TASK DIRECTIONS:
Return every line of the data below that includes the string "column".

SOURCE MATERIAL:
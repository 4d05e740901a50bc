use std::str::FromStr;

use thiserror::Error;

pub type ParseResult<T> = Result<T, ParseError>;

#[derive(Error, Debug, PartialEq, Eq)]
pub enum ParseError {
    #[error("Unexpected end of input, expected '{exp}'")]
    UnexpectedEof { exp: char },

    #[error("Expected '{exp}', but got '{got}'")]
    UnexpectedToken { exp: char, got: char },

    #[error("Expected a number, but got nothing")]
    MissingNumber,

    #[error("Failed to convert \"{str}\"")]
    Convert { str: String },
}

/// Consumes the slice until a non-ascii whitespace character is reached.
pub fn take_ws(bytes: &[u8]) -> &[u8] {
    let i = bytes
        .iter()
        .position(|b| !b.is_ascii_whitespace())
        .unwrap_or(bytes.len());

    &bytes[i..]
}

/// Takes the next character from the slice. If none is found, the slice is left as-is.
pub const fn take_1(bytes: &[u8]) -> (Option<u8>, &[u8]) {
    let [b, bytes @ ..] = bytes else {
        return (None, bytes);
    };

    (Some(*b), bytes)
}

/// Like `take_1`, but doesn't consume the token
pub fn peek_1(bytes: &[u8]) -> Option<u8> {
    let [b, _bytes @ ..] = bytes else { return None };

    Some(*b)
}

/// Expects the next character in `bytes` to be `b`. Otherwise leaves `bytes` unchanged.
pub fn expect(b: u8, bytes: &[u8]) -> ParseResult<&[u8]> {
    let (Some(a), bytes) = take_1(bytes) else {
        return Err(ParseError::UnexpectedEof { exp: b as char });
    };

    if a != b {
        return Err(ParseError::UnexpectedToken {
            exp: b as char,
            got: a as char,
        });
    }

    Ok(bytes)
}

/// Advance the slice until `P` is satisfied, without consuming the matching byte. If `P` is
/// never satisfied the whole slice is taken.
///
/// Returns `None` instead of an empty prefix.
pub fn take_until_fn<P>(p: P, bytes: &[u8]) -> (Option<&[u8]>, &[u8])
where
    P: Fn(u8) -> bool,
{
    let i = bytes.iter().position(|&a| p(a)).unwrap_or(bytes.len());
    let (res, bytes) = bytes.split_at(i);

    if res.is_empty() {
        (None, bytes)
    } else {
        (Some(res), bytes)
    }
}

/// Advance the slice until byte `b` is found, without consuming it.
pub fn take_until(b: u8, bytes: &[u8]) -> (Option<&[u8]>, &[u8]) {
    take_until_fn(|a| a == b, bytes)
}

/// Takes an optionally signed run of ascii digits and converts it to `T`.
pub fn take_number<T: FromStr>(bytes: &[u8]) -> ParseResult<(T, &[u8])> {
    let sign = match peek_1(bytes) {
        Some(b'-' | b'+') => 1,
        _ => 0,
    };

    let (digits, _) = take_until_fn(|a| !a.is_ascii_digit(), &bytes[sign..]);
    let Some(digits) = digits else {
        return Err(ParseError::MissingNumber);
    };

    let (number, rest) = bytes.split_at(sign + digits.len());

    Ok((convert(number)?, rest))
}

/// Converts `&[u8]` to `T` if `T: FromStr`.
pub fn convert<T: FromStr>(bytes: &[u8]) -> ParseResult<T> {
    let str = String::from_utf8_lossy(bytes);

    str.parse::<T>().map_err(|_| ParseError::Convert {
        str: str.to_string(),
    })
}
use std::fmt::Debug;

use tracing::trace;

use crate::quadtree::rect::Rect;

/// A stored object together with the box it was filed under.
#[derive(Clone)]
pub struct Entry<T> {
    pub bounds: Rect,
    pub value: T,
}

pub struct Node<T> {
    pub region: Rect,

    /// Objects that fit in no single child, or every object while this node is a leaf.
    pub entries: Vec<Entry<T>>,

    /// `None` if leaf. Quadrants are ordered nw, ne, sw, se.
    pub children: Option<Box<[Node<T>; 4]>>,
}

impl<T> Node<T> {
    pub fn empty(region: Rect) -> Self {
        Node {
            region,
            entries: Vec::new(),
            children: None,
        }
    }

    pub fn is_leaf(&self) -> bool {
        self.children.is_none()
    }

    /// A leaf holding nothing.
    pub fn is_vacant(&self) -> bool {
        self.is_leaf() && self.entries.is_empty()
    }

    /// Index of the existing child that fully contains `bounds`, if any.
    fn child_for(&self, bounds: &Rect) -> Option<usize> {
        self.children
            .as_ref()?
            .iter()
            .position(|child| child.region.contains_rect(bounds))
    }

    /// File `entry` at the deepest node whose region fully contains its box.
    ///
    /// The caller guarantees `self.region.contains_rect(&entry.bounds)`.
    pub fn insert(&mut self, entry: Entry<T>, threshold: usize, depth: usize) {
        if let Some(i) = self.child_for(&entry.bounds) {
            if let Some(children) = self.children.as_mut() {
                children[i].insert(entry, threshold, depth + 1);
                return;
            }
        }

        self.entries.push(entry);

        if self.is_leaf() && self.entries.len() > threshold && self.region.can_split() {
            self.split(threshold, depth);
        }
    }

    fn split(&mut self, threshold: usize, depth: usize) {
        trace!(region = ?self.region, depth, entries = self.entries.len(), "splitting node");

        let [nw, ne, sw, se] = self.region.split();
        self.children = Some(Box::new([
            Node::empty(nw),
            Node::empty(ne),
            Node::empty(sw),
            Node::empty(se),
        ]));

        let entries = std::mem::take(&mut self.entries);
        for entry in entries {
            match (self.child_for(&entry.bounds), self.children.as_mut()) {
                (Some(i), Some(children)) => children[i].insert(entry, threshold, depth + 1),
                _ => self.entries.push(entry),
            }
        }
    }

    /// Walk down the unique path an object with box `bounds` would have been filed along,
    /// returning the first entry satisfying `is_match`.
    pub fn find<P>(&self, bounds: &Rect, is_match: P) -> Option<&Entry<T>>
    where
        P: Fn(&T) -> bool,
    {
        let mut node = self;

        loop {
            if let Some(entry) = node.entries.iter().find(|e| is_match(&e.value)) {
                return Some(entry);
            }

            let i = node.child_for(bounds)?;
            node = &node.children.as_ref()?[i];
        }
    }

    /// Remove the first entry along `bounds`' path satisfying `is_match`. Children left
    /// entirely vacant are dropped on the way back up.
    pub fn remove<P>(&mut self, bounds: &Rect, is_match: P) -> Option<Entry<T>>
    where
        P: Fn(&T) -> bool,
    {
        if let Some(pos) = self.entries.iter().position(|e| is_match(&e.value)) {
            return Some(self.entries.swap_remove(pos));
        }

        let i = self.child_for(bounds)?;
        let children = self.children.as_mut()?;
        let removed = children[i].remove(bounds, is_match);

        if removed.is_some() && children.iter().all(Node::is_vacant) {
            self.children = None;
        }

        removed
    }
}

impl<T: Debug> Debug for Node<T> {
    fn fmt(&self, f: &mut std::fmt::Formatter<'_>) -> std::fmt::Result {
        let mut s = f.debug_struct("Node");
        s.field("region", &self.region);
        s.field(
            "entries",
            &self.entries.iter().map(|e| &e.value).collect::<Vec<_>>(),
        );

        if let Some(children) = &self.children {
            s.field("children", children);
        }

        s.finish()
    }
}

---

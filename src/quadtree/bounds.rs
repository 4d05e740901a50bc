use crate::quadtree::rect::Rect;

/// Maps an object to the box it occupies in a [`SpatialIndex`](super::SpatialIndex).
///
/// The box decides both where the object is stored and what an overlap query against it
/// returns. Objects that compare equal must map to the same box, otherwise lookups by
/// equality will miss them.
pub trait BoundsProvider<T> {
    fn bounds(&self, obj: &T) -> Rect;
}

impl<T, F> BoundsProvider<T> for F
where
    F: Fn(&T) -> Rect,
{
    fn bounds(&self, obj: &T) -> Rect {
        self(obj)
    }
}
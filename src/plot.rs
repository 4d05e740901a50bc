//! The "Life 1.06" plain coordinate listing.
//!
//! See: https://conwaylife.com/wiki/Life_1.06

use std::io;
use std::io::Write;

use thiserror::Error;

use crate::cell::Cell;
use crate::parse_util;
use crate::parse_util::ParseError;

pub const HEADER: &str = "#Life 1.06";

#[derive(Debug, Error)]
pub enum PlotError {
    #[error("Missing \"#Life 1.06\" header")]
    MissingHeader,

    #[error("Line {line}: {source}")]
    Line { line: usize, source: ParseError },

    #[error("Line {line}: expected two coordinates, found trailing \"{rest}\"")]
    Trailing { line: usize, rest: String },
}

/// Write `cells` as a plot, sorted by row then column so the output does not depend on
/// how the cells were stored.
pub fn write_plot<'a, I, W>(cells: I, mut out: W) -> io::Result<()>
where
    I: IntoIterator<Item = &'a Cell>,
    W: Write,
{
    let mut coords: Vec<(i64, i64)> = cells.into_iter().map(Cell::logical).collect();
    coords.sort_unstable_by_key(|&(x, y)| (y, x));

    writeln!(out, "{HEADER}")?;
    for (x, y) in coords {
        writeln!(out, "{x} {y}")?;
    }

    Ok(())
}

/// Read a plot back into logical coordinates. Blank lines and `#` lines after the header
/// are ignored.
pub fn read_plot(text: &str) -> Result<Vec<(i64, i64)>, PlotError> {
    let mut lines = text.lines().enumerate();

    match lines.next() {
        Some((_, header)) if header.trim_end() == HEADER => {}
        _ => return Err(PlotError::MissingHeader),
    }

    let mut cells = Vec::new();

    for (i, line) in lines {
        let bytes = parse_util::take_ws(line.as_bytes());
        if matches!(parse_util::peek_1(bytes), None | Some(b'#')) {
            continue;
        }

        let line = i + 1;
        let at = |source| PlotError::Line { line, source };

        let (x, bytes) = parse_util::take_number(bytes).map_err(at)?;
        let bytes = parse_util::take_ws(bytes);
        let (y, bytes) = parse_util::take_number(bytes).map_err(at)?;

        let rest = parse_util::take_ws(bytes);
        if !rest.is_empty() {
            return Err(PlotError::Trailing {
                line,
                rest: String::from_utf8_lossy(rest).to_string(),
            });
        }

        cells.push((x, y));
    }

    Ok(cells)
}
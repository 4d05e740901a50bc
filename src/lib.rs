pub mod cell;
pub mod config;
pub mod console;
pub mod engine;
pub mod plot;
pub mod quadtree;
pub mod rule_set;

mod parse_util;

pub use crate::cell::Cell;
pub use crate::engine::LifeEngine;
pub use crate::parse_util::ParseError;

--

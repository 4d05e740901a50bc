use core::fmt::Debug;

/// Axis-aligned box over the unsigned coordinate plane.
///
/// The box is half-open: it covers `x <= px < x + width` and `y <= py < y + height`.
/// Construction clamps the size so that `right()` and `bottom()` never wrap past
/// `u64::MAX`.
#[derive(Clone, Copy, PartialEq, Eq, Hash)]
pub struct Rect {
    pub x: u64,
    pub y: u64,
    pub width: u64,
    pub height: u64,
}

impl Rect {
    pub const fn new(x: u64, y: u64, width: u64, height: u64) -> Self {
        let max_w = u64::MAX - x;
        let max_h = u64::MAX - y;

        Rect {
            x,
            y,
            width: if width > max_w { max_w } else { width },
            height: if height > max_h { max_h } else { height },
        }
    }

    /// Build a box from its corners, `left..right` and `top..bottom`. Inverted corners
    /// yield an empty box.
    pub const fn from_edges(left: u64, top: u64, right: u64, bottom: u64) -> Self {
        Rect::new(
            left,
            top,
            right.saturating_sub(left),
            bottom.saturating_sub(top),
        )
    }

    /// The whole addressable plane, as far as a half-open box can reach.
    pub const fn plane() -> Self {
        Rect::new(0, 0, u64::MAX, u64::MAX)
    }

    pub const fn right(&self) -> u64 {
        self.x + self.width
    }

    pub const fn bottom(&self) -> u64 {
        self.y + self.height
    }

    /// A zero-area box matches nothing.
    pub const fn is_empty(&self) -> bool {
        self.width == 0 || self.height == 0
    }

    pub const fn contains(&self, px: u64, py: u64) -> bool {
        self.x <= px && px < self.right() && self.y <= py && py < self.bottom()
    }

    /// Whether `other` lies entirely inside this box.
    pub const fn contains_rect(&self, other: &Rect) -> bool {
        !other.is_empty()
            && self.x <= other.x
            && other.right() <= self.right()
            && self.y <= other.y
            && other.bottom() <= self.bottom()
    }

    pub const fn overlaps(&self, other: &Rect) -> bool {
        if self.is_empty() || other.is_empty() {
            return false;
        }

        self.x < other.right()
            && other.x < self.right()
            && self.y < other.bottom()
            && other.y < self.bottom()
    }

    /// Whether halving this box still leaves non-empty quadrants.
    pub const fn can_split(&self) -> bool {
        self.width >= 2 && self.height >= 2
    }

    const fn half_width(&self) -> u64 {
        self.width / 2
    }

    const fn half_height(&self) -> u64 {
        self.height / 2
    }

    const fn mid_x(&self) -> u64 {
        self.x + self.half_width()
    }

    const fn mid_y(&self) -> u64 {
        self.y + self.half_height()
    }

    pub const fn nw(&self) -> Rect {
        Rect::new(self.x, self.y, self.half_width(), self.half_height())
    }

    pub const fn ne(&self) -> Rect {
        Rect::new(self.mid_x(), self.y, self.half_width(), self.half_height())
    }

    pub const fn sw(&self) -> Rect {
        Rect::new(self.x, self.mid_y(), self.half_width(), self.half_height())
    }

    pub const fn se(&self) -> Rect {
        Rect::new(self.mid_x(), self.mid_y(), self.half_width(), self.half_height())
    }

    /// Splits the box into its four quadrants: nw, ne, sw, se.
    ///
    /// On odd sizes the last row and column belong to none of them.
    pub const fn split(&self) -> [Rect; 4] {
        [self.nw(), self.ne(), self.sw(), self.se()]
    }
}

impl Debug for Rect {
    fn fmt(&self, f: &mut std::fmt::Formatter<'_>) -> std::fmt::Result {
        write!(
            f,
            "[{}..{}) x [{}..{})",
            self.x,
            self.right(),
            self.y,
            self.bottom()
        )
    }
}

RESPONSE TO THE EXERCISE:
/// Write `cells` as a plot, sorted by row then column so the output does not depend on
    /// On odd sizes the last row and column belong to none of them.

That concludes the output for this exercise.